I enjoyed reading a copy of The Literary Life and Other Curiosities: Revised and Expanded by Robert Hendrickson. The 25-year-old book is a compendium of literary curiosities and treats that should delight bibliophiles.
Here are some interesting factoids presented in the book:
· The word typewriter came from American Christopher Latham Sholes, who patented the very first commercial typewriter in 1868.
· The term “the pen is mightier than the sword” came from an 1839 play, Richelieu, by Edward Bulwer Lytton.
· The most prolific published author in modern times is Kathleen Lindsay of South Africa. She wrote 904 novels under six pen names. She died at the age of 70 in 1973.
· Did you know the famous line: “How do I love thee? Let me count the ways.” comes from Sonnets from the Portuguese by Elizabeth Barrett Browning?
· Lipograms are books that purposely do not contain one or more letters of the alphabet.
· A sentence that contains all 26 letters of the alphabet is a pangram.

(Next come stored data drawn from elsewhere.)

use axum::{extract::Request, http::header, middleware::Next, response::IntoResponse};

/// JSON-only API: nothing may be framed, sniffed or executed.
pub async fn security_headers_middleware(req: Request, next: Next) -> impl IntoResponse {
    let mut response = next.run(req).await;
    let headers = response.headers_mut();

    headers.insert(
        header::X_CONTENT_TYPE_OPTIONS,
        header::HeaderValue::from_static("nosniff"),
    );
    headers.insert(
        header::X_FRAME_OPTIONS,
        header::HeaderValue::from_static("DENY"),
    );
    headers.insert(
        header::CONTENT_SECURITY_POLICY,
        header::HeaderValue::from_static("default-src 'none'; frame-ancestors 'none'"),
    );
    headers.insert(
        header::REFERRER_POLICY,
        header::HeaderValue::from_static("no-referrer"),
    );

    response
}
#![allow(dead_code)]

use axum::{
    body::Body,
    http::{Request, StatusCode},
    Router,
};
use http_body_util::BodyExt;
use portfolio_service::config::PortfolioConfig;
use portfolio_service::services::providers::mock::MockChatProvider;
use portfolio_service::services::{Catalog, ChatRelay};
use portfolio_service::startup::{build_router, AppState, Application};
use serde_json::Value;
use std::sync::Arc;
use tower::util::ServiceExt;

/// State with the seeded catalog, a random port and the given relay.
pub fn test_state(chat: ChatRelay) -> AppState {
    let mut config = PortfolioConfig::default();
    config.common.port = 0; // Random port for testing

    AppState {
        config,
        catalog: Arc::new(Catalog::seeded()),
        chat,
    }
}

/// Router whose chat relay answers through `provider`.
pub fn router_with_provider(provider: Arc<MockChatProvider>) -> Router {
    build_router(test_state(ChatRelay::new(provider)))
}

/// Router with no chat credential configured.
pub fn router_without_credential() -> Router {
    build_router(test_state(ChatRelay::unconfigured()))
}

pub async fn get(router: Router, uri: &str) -> (StatusCode, Value) {
    send(
        router,
        Request::builder().uri(uri).body(Body::empty()).unwrap(),
    )
    .await
}

pub async fn post_json(router: Router, uri: &str, body: &str) -> (StatusCode, Value) {
    send(
        router,
        Request::builder()
            .method("POST")
            .uri(uri)
            .header("content-type", "application/json")
            .body(Body::from(body.to_string()))
            .unwrap(),
    )
    .await
}

pub async fn send(router: Router, request: Request<Body>) -> (StatusCode, Value) {
    let response = router.oneshot(request).await.unwrap();
    let status = response.status();
    let bytes = response
        .into_body()
        .collect()
        .await
        .expect("Failed to read body")
        .to_bytes();
    let body = serde_json::from_slice(&bytes).expect("Response body is not JSON");
    (status, body)
}

pub struct TestApp {
    pub address: String,
    pub port: u16,
}

impl TestApp {
    /// Spawn the real server on a random port.
    pub async fn spawn(state: AppState) -> Self {
        let app = Application::build_with_state(state)
            .await
            .expect("Failed to build test application");

        let port = app.port();
        let address = format!("http://127.0.0.1:{}", port);

        tokio::spawn(async move {
            app.run_until_stopped().await.ok();
        });

        // Wait for HTTP server to be ready by polling health endpoint
        let client = reqwest::Client::new();
        let health_url = format!("{}/health", address);
        for _ in 0..50 {
            if client.get(&health_url).send().await.is_ok() {
                break;
            }
            tokio::time::sleep(tokio::time::Duration::from_millis(50)).await;
        }

        TestApp { address, port }
    }
}
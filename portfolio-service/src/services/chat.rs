//! Chat relay.
//!
//! Every request starts a fresh scripted exchange: the persona prompt, a
//! canned acknowledgement from the model, then the visitor's message. Nothing
//! is remembered between requests.

use super::metrics;
use super::providers::{ChatProvider, ChatTurn};
use service_core::error::AppError;
use std::sync::Arc;
use std::time::Instant;

/// Persona and facts the assistant is allowed to state.
pub const SYSTEM_PROMPT: &str = "Kamu adalah AI Assistant untuk portfolio Naufal Ananta, seorang Full Stack Developer dari Indonesia.

Informasi tentang Naufal:
- Nama: Naufal Ananta
- Profesi: Full Stack Developer
- Skills: React, Node.js, TypeScript, Next.js, Astro.js, PostgreSQL, MongoDB, Docker
- Email: anantanaufal250@gmail.com
- GitHub: https://github.com/NaufalAnantaSE

Project yang pernah dikerjakan:
1. Portfolio Website - Website portfolio dengan Astro.js dan AI chatbot
2. Comparativo - Aplikasi perbandingan performa gRPC vs REST API
3. Eduline - Platform edukasi online

Jawab pertanyaan pengunjung dengan ramah, informatif, dan dalam Bahasa Indonesia. Jika ditanya hal di luar konteks portfolio, tetap jawab dengan sopan tapi arahkan kembali ke portfolio.";

/// The model's scripted first reply.
pub const ACKNOWLEDGEMENT: &str =
    "Baik, saya siap membantu sebagai AI Assistant portfolio Naufal Ananta. Ada yang bisa saya bantu?";

pub const MISSING_CREDENTIAL: &str = "Gemini API key not configured";

/// Forwards visitor messages to the configured [`ChatProvider`].
///
/// A relay without a provider is valid: it represents a deployment with no
/// credential and fails each request with a configuration error.
#[derive(Clone)]
pub struct ChatRelay {
    provider: Option<Arc<dyn ChatProvider>>,
}

impl ChatRelay {
    pub fn new(provider: Arc<dyn ChatProvider>) -> Self {
        Self {
            provider: Some(provider),
        }
    }

    pub fn unconfigured() -> Self {
        Self { provider: None }
    }

    pub async fn relay(&self, message: &str) -> Result<String, AppError> {
        let Some(provider) = self.provider.as_ref() else {
            metrics::record_chat_outcome("unconfigured");
            tracing::error!("Chat requested but no Gemini API key is configured");
            return Err(AppError::ConfigError(anyhow::anyhow!(MISSING_CREDENTIAL)));
        };

        let prior_turns = [ChatTurn::model(ACKNOWLEDGEMENT)];
        let start = Instant::now();
        let result = provider
            .send_chat(SYSTEM_PROMPT, &prior_turns, message)
            .await;
        metrics::record_provider_latency(provider.name(), start.elapsed());

        match result {
            Ok(reply) => {
                metrics::record_chat_outcome("success");
                tracing::info!(
                    provider = provider.name(),
                    reply_len = reply.len(),
                    "Chat reply relayed"
                );
                Ok(reply)
            }
            Err(e) => {
                metrics::record_chat_outcome("provider_error");
                metrics::record_provider_error(provider.name(), e.kind());
                tracing::error!(provider = provider.name(), error = %e, "Chat error");
                Err(AppError::UpstreamError(e.to_string()))
            }
        }
    }
}
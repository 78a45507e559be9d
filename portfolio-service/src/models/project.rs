use serde::{Deserialize, Serialize};
use std::fmt;

#[derive(Debug, Clone, PartialEq, Serialize, Deserialize)]
#[serde(rename_all = "camelCase")]
pub struct Project {
    pub id: String,
    pub title: String,
    pub description: String,
    pub year: i32,
    pub image: String,
    pub github_url: String,
    /// Empty when the project has no live deployment.
    pub website_url: String,
    pub alt: String,
    pub status: ProjectStatus,
    pub order: i32,
}

/// Publication status of a project.
#[derive(Debug, Clone, Copy, PartialEq, Eq, Serialize, Deserialize)]
#[serde(rename_all = "lowercase")]
pub enum ProjectStatus {
    Published,
    Draft,
    Archived,
}

impl ProjectStatus {
    pub fn as_str(&self) -> &'static str {
        match self {
            ProjectStatus::Published => "published",
            ProjectStatus::Draft => "draft",
            ProjectStatus::Archived => "archived",
        }
    }
}

impl fmt::Display for ProjectStatus {
    fn fmt(&self, f: &mut fmt::Formatter<'_>) -> fmt::Result {
        f.write_str(self.as_str())
    }
}

#[cfg(test)]
mod tests {
    use super::*;

    #[test]
    fn status_serializes_as_lowercase_string() {
        let json = serde_json::to_value(ProjectStatus::Published).unwrap();
        assert_eq!(json, "published");
        assert_eq!(ProjectStatus::Archived.as_str(), "archived");
    }
}
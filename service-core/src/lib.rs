//! service-core: Shared infrastructure for the portfolio services.
pub mod config;
pub mod error;
pub mod middleware;
pub mod observability;

pub use axum;
pub use serde;
pub use serde_json;
pub use tokio;
pub use tower;
pub use tower_http;
pub use tracing;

· P.E.N. (International Association of Poets, Playwrights, Editors, Essayists and Novelists) turns 100 in 2021.
· Which writer has been written the most about in books? No. 1: Shakespeare. No. 2: Dante. No. 3: Goethe. No. 4: Cervantes. No. 5: Dickens.
· The author of Three Musketeers and The Count of Monte Cristo, Alexandre Dumas, claims to have fathered over 500 illegitimate children.
· A bibliopole is simply a book dealer, while a bibliotaph is one who conceals or hoards books, keeping them under lock and key, and a biblioclast is somebody who destroys books for any reason, ideological or not. A bibliophile is someone who collects and treasures books either for their value or for what’s in them, and a bibliomaniac is a bibliophile gone bonkers, one who loves books to the point of madness.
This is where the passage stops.